Snow Angels Movie Review

Snow Angels Movie Still

Cast & Crew

Director : David Gordon Green

Producer : David Gordon Green

Screenwriter : Dan Lindau, R. Paul Miller, Lisa Muskat, Cami Taylor,

Starring : Kate Beckinsale, Sam Rockwell, Michael Angarano, Jeannette Arnette, Griffin Dunne, Nicky Katt, Tom Noonan, Connor Paolo, Amy Sedaris, Olivia Thirlby,

There are about two or three different films fighting for control of the screen during David Gordon Green's powerful but flawed Snow Angels, and in the end none of them win. An adaptation by Green (All the Real Girls) from the novel by Stewart O'Nan, the film is at its core a dispiriting domestic drama in which single mother and waitress Annie (Kate Beckinsale) is trying to raise her daughter and deal with the encroaching return of her ex-husband, Glenn (Sam Rockwell), a onetime suicide case and drunk who has now found Jesus and wants back into Annie's life.
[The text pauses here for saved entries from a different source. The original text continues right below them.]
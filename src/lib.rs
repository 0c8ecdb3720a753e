//! # Schedulo
//!
//! Encrypted local storage for a student planner: course catalog, course
//! sections, personal calendar, academic calendar dates and mood journal.
//!
//! The domain model and the JSON document layout live in
//! [`schedulo_core`]. This crate adds everything that touches the outside
//! world: the cipher, the storage file, configuration, logging and course
//! sources.
//!
//! ## Architecture
//!
//! ```text
//! ┌──────────────┐   ┌──────────────┐   ┌──────────────┐
//! │ CourseSource │──▶│  Registries  │◀─▶│ DocumentCodec│
//! │ (JSON file)  │   │ (in memory)  │   │  (JSON tree) │
//! └──────────────┘   └──────┬───────┘   └──────┬───────┘
//!                           │                  │
//!                           ▼                  ▼
//!                    ┌──────────────┐   ┌──────────────┐
//!                    │     CLI      │   │EncryptedStore│
//!                    │  (schedulo)  │   │ AES-256-CBC  │
//!                    └──────────────┘   └──────────────┘
//! ```
//!
//! ## Quick Start
//!
//! ```bash
//! export SCHEDULO_PASSWORD=password
//! schedulo seed                     # write the demo dataset
//! schedulo summary                  # decrypt and count
//! schedulo status                   # size, IV and fingerprint
//! ```
//!
//! ## Modules
//!
//! | Module | Purpose |
//! |--------|---------|
//! | [`config`] | TOML configuration parsing |
//! | [`logging`] | Tracing subscriber setup |
//! | [`crypto`] | Key derivation and AES-256-CBC |
//! | [`storage`] | Encrypted store file |
//! | [`ingest`] | Course sources and ingest |
//! | [`seed`] | Demonstration dataset |
//! | [`stats`] | Status and summary output |

pub mod config;
pub mod crypto;
pub mod ingest;
pub mod logging;
pub mod seed;
pub mod stats;
pub mod storage;

pub use storage::{EncryptedStore, StoreError};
Set to swirling all around this ugly and embittered core are several stories that never quite seem to plug into each other dramatically, no matter that their characters are closely interrelated via love, friendship, family, and the shockingly violent turn everything takes in the closing minutes.

Set in a small and snowbound Pennsylvania town, Snow Angels at the very least looks like a town from reality, as opposed to the idyllic villages filmmakers create when they want to tell moral fables about violence and family (see Reservation Road, In the Bedroom, and so on). It starts with a high school marching band practicing in the cold, performing in a lackluster fashion that brings about a hilariously stern lecture from their instructor (played to icy perfection by Tom Noonan). Then a pair of gunshots are heard cracking through the cold air and the film flashes back to "weeks earlier."
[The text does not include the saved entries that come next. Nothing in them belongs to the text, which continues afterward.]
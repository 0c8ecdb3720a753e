use crate::category::Category;
use crate::error::ValidationError;

/// Highest allowed feeling scale value.
pub const MAX_FEELING_SCALE: u8 = 10;

/// One day's mood journal entry.
#[derive(Debug, Clone, PartialEq, Eq)]
pub struct MoodReport {
    feeling_scale: u8,
    feeling_source: Category,
    journal_entry: String,
}

impl MoodReport {
    pub fn new(
        feeling_scale: u8,
        feeling_source: Category,
        journal_entry: impl Into<String>,
    ) -> Result<Self, ValidationError> {
        if feeling_scale > MAX_FEELING_SCALE {
            return Err(ValidationError::FeelingScaleOutOfRange(feeling_scale));
        }
        let journal_entry = journal_entry.into();
        if journal_entry.is_empty() {
            return Err(ValidationError::EmptyField("journal entry"));
        }
        Ok(Self {
            feeling_scale,
            feeling_source,
            journal_entry,
        })
    }

    pub fn feeling_scale(&self) -> u8 {
        self.feeling_scale
    }

    pub fn feeling_source(&self) -> Category {
        self.feeling_source
    }

    pub fn journal_entry(&self) -> &str {
        &self.journal_entry
    }
}

#[cfg(test)]
mod tests {
    use super::*;

    #[test]
    fn test_scale_bounds() {
        assert!(MoodReport::new(0, Category::Health, "ok").is_ok());
        assert!(MoodReport::new(10, Category::Health, "ok").is_ok());
        assert_eq!(
            MoodReport::new(11, Category::Health, "ok"),
            Err(ValidationError::FeelingScaleOutOfRange(11))
        );
    }

    #[test]
    fn test_entry_required() {
        assert_eq!(
            MoodReport::new(5, Category::Work, ""),
            Err(ValidationError::EmptyField("journal entry"))
        );
    }
}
Annie shows up as a waitress at a Chinese restaurant that doesn't seem to employ a single person of Asian descent -- a nice joke that plays even better for not being remarked upon -- but does at least provide customers with Barb (Amy Sedaris), Annie's friend and co-worker, who will yell at them for no extra charge. As a side note to Annie's problems with Glenn -- an angry loser, played all too frighteningly well by Sam Rockwell, who is back living with his parents, drives a huge pickup, and evangelizes for Jesus at the carpet warehouse he works at -- and, being a single mother, she's sneaking around to a cheap motel with a married man (played for buffoonery value by Nicky Katt with a bad moustache, leopard-skin briefs, and amateur karate skills). It's fairly ugly stuff, but put across with panache by everyone involved.
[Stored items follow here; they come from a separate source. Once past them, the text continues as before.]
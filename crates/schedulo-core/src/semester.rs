//! Semesters and their academic-calendar dates.
//!
//! A [`Semester`] is identified by its [`SemesterKey`] (type + year). The
//! [`Semesters`](crate::registry::Semesters) registry interns exactly one
//! `Semester` per key, so handles returned for the same key point at the
//! same object and share one calendar-date list.

use std::fmt;
use std::hash::{Hash, Hasher};
use std::str::FromStr;
use std::sync::{Mutex, PoisonError};

use serde::{Deserialize, Serialize};

use crate::academic::{AcademicCalendarDate, AcademicYear};
use crate::error::ValidationError;

/// Kind of instructional period.
///
/// Persisted as `"Fall"`, `"Spring"` or `"Summer"`; parsing ignores case.
#[derive(Debug, Clone, Copy, PartialEq, Eq, Hash, PartialOrd, Ord, Serialize, Deserialize)]
#[serde(try_from = "String")]
pub enum SemesterType {
    Spring,
    Summer,
    Fall,
}

impl SemesterType {
    pub const ALL: [SemesterType; 3] = [SemesterType::Fall, SemesterType::Spring, SemesterType::Summer];

    pub fn name(self) -> &'static str {
        match self {
            SemesterType::Fall => "Fall",
            SemesterType::Spring => "Spring",
            SemesterType::Summer => "Summer",
        }
    }
}

impl fmt::Display for SemesterType {
    fn fmt(&self, f: &mut fmt::Formatter<'_>) -> fmt::Result {
        f.write_str(self.name())
    }
}

impl TryFrom<String> for SemesterType {
    type Error = ValidationError;

    fn try_from(value: String) -> Result<Self, Self::Error> {
        value.parse()
    }
}

impl FromStr for SemesterType {
    type Err = ValidationError;

    fn from_str(s: &str) -> Result<Self, Self::Err> {
        SemesterType::ALL
            .into_iter()
            .find(|kind| kind.name().eq_ignore_ascii_case(s.trim()))
            .ok_or_else(|| ValidationError::UnknownVariant {
                kind: "semester type",
                value: s.to_string(),
            })
    }
}

/// Identity of a semester: its type and calendar year.
///
/// Orders chronologically (Spring, Summer, Fall within a year). Displays
/// as the `"<Type> <year>"` token used for document section keys.
#[derive(Debug, Clone, Copy, PartialEq, Eq, Hash, PartialOrd, Ord)]
pub struct SemesterKey {
    year: u16,
    kind: SemesterType,
}

impl SemesterKey {
    pub fn new(kind: SemesterType, year: u16) -> Self {
        Self { year, kind }
    }

    pub fn kind(&self) -> SemesterType {
        self.kind
    }

    pub fn year(&self) -> u16 {
        self.year
    }
}

impl fmt::Display for SemesterKey {
    fn fmt(&self, f: &mut fmt::Formatter<'_>) -> fmt::Result {
        write!(f, "{} {}", self.kind, self.year)
    }
}

impl FromStr for SemesterKey {
    type Err = ValidationError;

    /// Parses `"Fall 2024"`; the type is case-insensitive.
    fn from_str(s: &str) -> Result<Self, Self::Err> {
        let invalid = || ValidationError::UnknownVariant {
            kind: "semester",
            value: s.to_string(),
        };
        let mut parts = s.split(' ');
        let (Some(kind), Some(year), None) = (parts.next(), parts.next(), parts.next()) else {
            return Err(invalid());
        };
        let year: u16 = year.parse().map_err(|_| invalid())?;
        Ok(Self::new(kind.parse()?, year))
    }
}

/// One instructional period and the academic-calendar dates inside it.
///
/// Equality and hashing use the key only; the calendar list is ignored.
#[derive(Debug)]
pub struct Semester {
    key: SemesterKey,
    calendar: Mutex<Vec<AcademicCalendarDate>>,
}

impl Semester {
    pub(crate) fn new(key: SemesterKey) -> Self {
        Self {
            key,
            calendar: Mutex::new(Vec::new()),
        }
    }

    pub fn key(&self) -> SemesterKey {
        self.key
    }

    pub fn kind(&self) -> SemesterType {
        self.key.kind()
    }

    pub fn year(&self) -> u16 {
        self.key.year()
    }

    pub fn academic_year(&self) -> Result<AcademicYear, ValidationError> {
        AcademicYear::containing(self.key)
    }

    pub fn add_cal_date(&self, date: AcademicCalendarDate) {
        self.calendar
            .lock()
            .unwrap_or_else(PoisonError::into_inner)
            .push(date);
    }

    /// Parses academic-calendar page text for this semester's year and
    /// adds the resulting date.
    pub fn add_cal_date_text(&self, date_text: &str, description: &str) -> Result<(), ValidationError> {
        let date = AcademicCalendarDate::parse(date_text, self.year(), description)?;
        self.add_cal_date(date);
        Ok(())
    }

    /// Snapshot of the calendar dates, in insertion order.
    pub fn cal_dates(&self) -> Vec<AcademicCalendarDate> {
        self.calendar
            .lock()
            .unwrap_or_else(PoisonError::into_inner)
            .clone()
    }

    pub(crate) fn replace_cal_dates(&self, dates: Vec<AcademicCalendarDate>) {
        *self.calendar.lock().unwrap_or_else(PoisonError::into_inner) = dates;
    }

    pub(crate) fn clear_cal_dates(&self) {
        self.replace_cal_dates(Vec::new());
    }
}

impl PartialEq for Semester {
    fn eq(&self, other: &Self) -> bool {
        self.key == other.key
    }
}

impl Eq for Semester {}

impl Hash for Semester {
    fn hash<H: Hasher>(&self, state: &mut H) {
        self.key.hash(state);
    }
}

impl fmt::Display for Semester {
    fn fmt(&self, f: &mut fmt::Formatter<'_>) -> fmt::Result {
        self.key.fmt(f)
    }
}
In another film entirely, Arthur (Michael Angarano, in a star-making turn) is a member of that high school marching band who's tangentially connected by being a dishwasher at that same restaurant. Annie was once his babysitter and it's clear from the start that he's been in love with her for years. In Arthur's film, he's watching his parents go through an extremely uncomfortable separation, another small film unto itself, and also developing a quiet crush on a classmate, Lily (Olivia Thirlby, the best friend in Juno). There's a kernel of a great movie in this ridiculously cute relationship alone, and the film suffers at least slightly whenever it turns away from them.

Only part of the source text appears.